• [EXERCISE]: From the line containing "let _ = tracing_subscriber::fmt()" to the final line of the entries, every line is to be reproduced exactly; no other line belongs in the output.

• [MATERIAL FOR THIS TASK]:
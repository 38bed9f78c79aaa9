// Shared helpers for the integration tests

use console_e2e::{Config, Session};

/// Initializes tracing for a test binary; safe to call from every test.
pub fn init_tracing() {
    let _ = tracing_subscriber::fmt()
        .with_env_filter(
            tracing_subscriber::EnvFilter::try_from_default_env()
                .unwrap_or_else(|_| tracing_subscriber::EnvFilter::new("info")),
        )
        .with_test_writer()
        .try_init();
}

/// Environment-driven configuration for the browser scenarios.
pub fn config() -> Config {
    Config::from_env().expect("invalid CONSOLE_E2E_* configuration")
}

pub async fn connect(config: &Config) -> Session {
    Session::connect(&config.browser)
        .await
        .expect("failed to open a browser session")
}

/// Screenshot at a scenario checkpoint. A failed capture is reported
/// but never masks the scenario outcome.
pub async fn checkpoint_screenshot(session: &Session, config: &Config, test: &str, tag: &str) {
    if let Err(err) = session
        .save_screenshot(&config.screenshot_dir, test, tag)
        .await
    {
        eprintln!("screenshot {test}__{tag} failed: {err}");
    }
}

• [EXERCISE RESULT]:
    let _ = tracing_subscriber::fmt()
        .with_env_filter(
            tracing_subscriber::EnvFilter::try_from_default_env()
                .unwrap_or_else(|_| tracing_subscriber::EnvFilter::new("info")),
        )
        .with_test_writer()
        .try_init();
}

/// Environment-driven configuration for the browser scenarios.
pub fn config() -> Config {
    Config::from_env().expect("invalid CONSOLE_E2E_* configuration")
}

pub async fn connect(config: &Config) -> Session {
    Session::connect(&config.browser)
        .await
        .expect("failed to open a browser session")
}

/// Screenshot at a scenario checkpoint. A failed capture is reported
/// but never masks the scenario outcome.
pub async fn checkpoint_screenshot(session: &Session, config: &Config, test: &str, tag: &str) {
    if let Err(err) = session
        .save_screenshot(&config.screenshot_dir, test, tag)
        .await
    {
        eprintln!("screenshot {test}__{tag} failed: {err}");
    }
}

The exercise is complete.